I have an application with many users, some of these users have an account on an external website with data I want to scrape.

我有一个有很多用户的应用程序,其中一些用户在外部网站上有一个帐户,我想要抓取数据。

This external site has a members area protected with a email/password form. This sets some cookies when submitted (a couple of ASP ones). You can then pull up the needed page and grab the data the external site holds for the user that just logged in.

此外部站点的成员区域受电子邮件/密码表单保护。这会在提交时设置一些cookie(几个ASP)。
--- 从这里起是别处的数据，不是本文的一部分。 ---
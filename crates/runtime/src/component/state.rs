use strum::Display;

/// Lifecycle of a simulation component.
///
/// `Error` is entered when an epoch fails and is left only through an
/// explicit restart. `Stopped` is final.
#[derive(Clone, Copy, Debug, PartialEq, Eq, Display)]
#[strum(serialize_all = "SCREAMING_SNAKE_CASE")]
pub enum ComponentState {
    Created,
    AwaitingStart,
    Ready { epoch: u64 },
    Processing { epoch: u64 },
    Error { epoch: u64 },
    Stopped,
}

impl ComponentState {
    pub fn is_stopped(&self) -> bool {
        matches!(self, Self::Stopped)
    }

    /// Whether epoch messages are acted upon in this state.
    pub fn accepts_epochs(&self) -> bool {
        matches!(
            self,
            Self::AwaitingStart | Self::Ready { .. } | Self::Processing { .. }
        )
    }
}
//! Worker task coordinating epochs across all participants.
//!
//! Status messages from the bus and response deadlines from timers arrive on
//! one event channel, so the epoch state machine runs on a single task.

use std::sync::Arc;

use tokio::sync::{mpsc, watch};
use tracing::{debug, error, info, warn};

use sim_messages::{
    Message, MessageFactory, MessageGenerator, SimulationState, StatusMessage,
};

use super::config::ManagerConfig;
use super::registry::ParticipantRegistry;
use super::state::{ManagerState, SimulationOutcome};
use crate::api::{ManagerHandle, Result, RuntimeError};
use crate::bus::{Broker, BusClient, BusConfig};
use crate::timer::Timer;

pub(crate) enum ManagerCommand {
    Stop,
}

enum ManagerEvent {
    Status(StatusMessage),
    Deadline { epoch: u64, attempt: u32 },
}

/// Drives a simulation run: start handshake, epochs, resends and stop.
pub struct SimulationManager {
    config: ManagerConfig,
}

impl SimulationManager {
    pub fn new(config: ManagerConfig) -> Self {
        Self { config }
    }

    /// Connects to the bus, subscribes to status replies and starts the run
    /// on a worker task.
    pub async fn start(
        self,
        broker: &dyn Broker,
        bus_config: BusConfig,
        factory: Arc<MessageFactory>,
    ) -> Result<ManagerHandle> {
        let config = self.config;
        let client = BusClient::connect(broker, bus_config, factory).await?;
        let (events_tx, events_rx) = mpsc::unbounded_channel();

        let listener_tx = events_tx.clone();
        let subscribed = client
            .add_listener(
                [config.status_topic.clone(), config.error_topic.clone()],
                move |message, topic| {
                    match message {
                        Message::Status(status) => {
                            if listener_tx.send(ManagerEvent::Status(status)).is_err() {
                                debug!("manager worker gone, status dropped");
                            }
                        }
                        other => debug!(
                            %topic,
                            kind = ?other.message_type(),
                            "non-status message ignored"
                        ),
                    }
                    std::future::ready(())
                },
            )
            .await;
        if let Err(error) = subscribed {
            client.close().await;
            return Err(error);
        }

        let (state_tx, state_rx) = watch::channel(ManagerState::Idle);
        let worker = ManagerWorker {
            generator: MessageGenerator::new(
                config.simulation_id.clone(),
                config.manager_name.clone(),
            ),
            registry: ParticipantRegistry::new(config.components.iter().cloned()),
            config,
            client,
            state_tx,
            events_tx,
            timer: None,
            epoch: 0,
            attempt: 0,
            epoch_triggering_ids: Vec::new(),
        };

        let (command_tx, command_rx) = mpsc::channel(4);
        let join = tokio::spawn(worker.run(command_rx, events_rx));
        Ok(ManagerHandle::new(command_tx, state_rx, join))
    }
}

struct ManagerWorker {
    config: ManagerConfig,
    client: BusClient,
    generator: MessageGenerator,
    registry: ParticipantRegistry,
    state_tx: watch::Sender<ManagerState>,
    events_tx: mpsc::UnboundedSender<ManagerEvent>,
    timer: Option<Timer>,
    epoch: u64,
    attempt: u32,
    epoch_triggering_ids: Vec<String>,
}

impl ManagerWorker {
    async fn run(
        mut self,
        commands: mpsc::Receiver<ManagerCommand>,
        events: mpsc::UnboundedReceiver<ManagerEvent>,
    ) -> SimulationOutcome {
        let outcome = self.drive(commands, events).await;
        self.shut_down(&outcome).await;
        outcome
    }

    async fn drive(
        &mut self,
        mut commands: mpsc::Receiver<ManagerCommand>,
        mut events: mpsc::UnboundedReceiver<ManagerEvent>,
    ) -> SimulationOutcome {
        if self.registry.is_empty() {
            info!("no participating components, stopping the simulation");
            return SimulationOutcome::Completed { epochs: 0 };
        }

        info!(
            simulation_id = %self.config.simulation_id,
            participants = self.registry.len(),
            "starting simulation"
        );
        if let Err(error) = self.send_start() {
            return failed(format!("failed to start the simulation: {error}"));
        }
        self.set_state(ManagerState::Running { epoch: 0 });
        self.arm_deadline();

        loop {
            let step = tokio::select! {
                Some(ManagerCommand::Stop) = commands.recv() => {
                    info!("stop requested");
                    Some(failed("simulation stopped on request".to_owned()))
                }
                Some(event) = events.recv() => match event {
                    ManagerEvent::Status(status) => self.on_status(status).await,
                    ManagerEvent::Deadline { epoch, attempt } => self.on_deadline(epoch, attempt),
                },
                else => Some(failed("manager event channels closed".to_owned())),
            };
            if let Some(outcome) = step {
                return outcome;
            }
        }
    }

    fn set_state(&self, state: ManagerState) {
        let previous = self.state_tx.send_replace(state);
        debug!(from = %previous, to = %state, "manager state changed");
    }

    async fn on_status(&mut self, status: StatusMessage) -> Option<SimulationOutcome> {
        let envelope = status.envelope();
        if envelope.simulation_id() != self.config.simulation_id {
            debug!(
                simulation_id = envelope.simulation_id(),
                "status from another simulation ignored"
            );
            return None;
        }
        let source = envelope.source_process_id().to_owned();
        if source == self.config.manager_name {
            return None;
        }
        if !self.registry.register(&status) {
            debug!(%source, "status from an unknown participant ignored");
            return None;
        }

        let epoch = status.result().epoch_number();
        if !status.is_ready() {
            let description = status.description().unwrap_or("no description given");
            warn!(%source, epoch, %description, "participant reported an error");
            return Some(failed(format!(
                "{source} reported an error for epoch {epoch}: {description}"
            )));
        }

        if !self.registry.is_epoch_complete(self.epoch) {
            debug!(
                epoch = self.epoch,
                pending = ?self.registry.pending(self.epoch),
                "waiting for participants"
            );
            return None;
        }

        self.disarm_deadline().await;
        info!(epoch = self.epoch, "all participants ready");
        if self.epoch >= self.config.max_epochs {
            return Some(SimulationOutcome::Completed { epochs: self.epoch });
        }

        self.epoch += 1;
        self.attempt = 0;
        self.epoch_triggering_ids = self.registry.latest_status_ids();
        if let Err(error) = self.send_epoch() {
            return Some(failed(format!("failed to publish epoch {}: {error}", self.epoch)));
        }
        self.set_state(ManagerState::Running { epoch: self.epoch });
        self.arm_deadline();
        None
    }

    fn on_deadline(&mut self, epoch: u64, attempt: u32) -> Option<SimulationOutcome> {
        if epoch != self.epoch || attempt != self.attempt {
            debug!(epoch, attempt, "stale deadline ignored");
            return None;
        }

        let pending = self.registry.pending(epoch).join(", ");
        if self.attempt >= self.config.max_epoch_resends {
            error!(epoch, resends = self.attempt, %pending, "participants did not answer");
            return Some(failed(format!(
                "no answer for epoch {epoch} from [{pending}] after {} resends",
                self.attempt
            )));
        }

        self.attempt += 1;
        warn!(epoch, attempt = self.attempt, %pending, "response deadline passed, resending");
        let resent = if epoch == 0 {
            self.send_start()
        } else {
            self.send_epoch()
        };
        if let Err(error) = resent {
            return Some(failed(format!("failed to resend epoch {epoch}: {error}")));
        }
        self.arm_deadline();
        None
    }

    fn send_start(&mut self) -> Result<()> {
        let message = self.generator.simulation_state(
            SimulationState::Running,
            self.config.simulation_name.clone(),
            self.config.simulation_description.clone(),
        )?;
        self.client
            .publish(&self.config.simulation_state_topic, &message.into())
    }

    fn send_epoch(&mut self) -> Result<()> {
        let (start, end) = self
            .config
            .epoch_window(self.epoch)
            .ok_or(RuntimeError::EpochWindowOutOfRange(self.epoch))?;
        let message =
            self.generator
                .epoch(self.epoch, self.epoch_triggering_ids.clone(), start, end)?;
        debug!(epoch = self.epoch, %start, %end, "publishing epoch");
        self.client.publish(&self.config.epoch_topic, &message.into())
    }

    fn arm_deadline(&mut self) {
        let delay = self.config.deadline(self.attempt);
        let (epoch, attempt) = (self.epoch, self.attempt);
        let events = self.events_tx.clone();
        self.timer = Some(Timer::once(delay, move || {
            let events = events.clone();
            async move {
                if events.send(ManagerEvent::Deadline { epoch, attempt }).is_err() {
                    debug!("manager worker gone, deadline dropped");
                }
            }
        }));
    }

    async fn disarm_deadline(&mut self) {
        if let Some(mut timer) = self.timer.take() {
            timer.cancel().await;
        }
    }

    async fn shut_down(&mut self, outcome: &SimulationOutcome) {
        self.disarm_deadline().await;
        self.set_state(ManagerState::Stopping);

        let stopped = self
            .generator
            .simulation_state(SimulationState::Stopped, None, None)
            .map_err(Into::into)
            .and_then(|message| {
                self.client
                    .publish(&self.config.simulation_state_topic, &message.into())
            });
        if let Err(error) = stopped {
            error!(%error, "failed to publish simulation stop");
        }

        if tokio::time::timeout(self.config.stop_grace_period, self.client.close())
            .await
            .is_err()
        {
            warn!("message bus did not close within the stop grace period");
        }
        self.set_state(ManagerState::Stopped);
        info!(?outcome, "simulation finished");
    }
}

fn failed(reason: String) -> SimulationOutcome {
    SimulationOutcome::Failed { reason }
}
use serde_json::{Map, Value};

/// Wire attribute for a JSON payload without a usable schema.
pub const INVALID_MESSAGE: &str = "invalid_message";
/// Wire attribute for a payload that was not JSON at all.
pub const INVALID_JSON_MESSAGE: &str = "invalid_json_message";

/// A payload that could not be classified as a typed message.
///
/// It has no envelope: no simulation id and no message type.
#[derive(Clone, Debug, PartialEq)]
pub enum InvalidMessage {
    Json(Value),
    Text(String),
}

impl InvalidMessage {
    pub fn to_json(&self) -> Map<String, Value> {
        let mut json = Map::new();
        match self {
            Self::Json(value) => json.insert(INVALID_MESSAGE.into(), value.clone()),
            Self::Text(text) => json.insert(INVALID_JSON_MESSAGE.into(), text.clone().into()),
        };
        json
    }
}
然后,您可以拉出所需的页面并获取外部站点为刚刚登录的用户保留的数据。

The external site has no API.

外部站点没有API。

I envisage my application asking users for their credentials to the external site, logging in on their behalf and grabbing the data we want.

我设想我的应用程序要求用户提供外部站点的凭据,代表他们登录并获取我们想要的数据。

How would I go about this in Python, i.e. do I need to run a GUI web browser on the server that Python prods to handle the cookies (I'd rather not)?

我将如何在Python中进行此操作,即我是否需要在Python处理cookie的服务器上运行GUI Web浏览器(我宁愿不这样做)?

2 个解决方案

#1

Find the call the page makes to the backend by inspecting what is the format of the login call in your browser's inspector.

通过检查浏览器检查器中登录调用的格式,查找页面对后端的调用。

Make the same request after using either getpass to get user credentials from the terminal or via a GUI. You can use urllib2 to make the requests.

在使用getpass从终端或通过GUI获取用户凭据后,请执行相同的请求。您可以使用urllib2发出请求。

Save all the cookies from the response in a cookiejar.

将响应中的所有cookie保存在cookiejar中。

Reuse the cookies in subsequent requests and fetch data.

在后续请求中重用cookie并获取数据。

Then, profit.

#2

Usually, this is performed with session.

通常,这是通过会话执行的。

I'm recommending you to use requests library (http://docs.python-requests.org/en/latest/) in order to do that.

我建议你使用请求库(http://docs.python-requests.org/en/latest/)来做到这一点。

You can use the Session feature (http://docs.python-requests.org/en/latest/user/advanced/#session-objects). Simply perform an authentication HTTP request (url and parameters depends of the website you want to request), and then, perform a request towards the ressource you want to scrape.

您可以使用会话功能(http://docs.python-requests.org/en/latest/user/advanced/#session-objects)。只需执行身份验证HTTP请求(网址和参数取决于您要请求的网站),然后执行对您想要抓取的资源的请求。

Without further information, we cannot help you more.

没有进一步的信息,我们无法帮助您。

#1

Find the call the page makes to the backend by inspecting what is the format of the login call in your browser's inspector.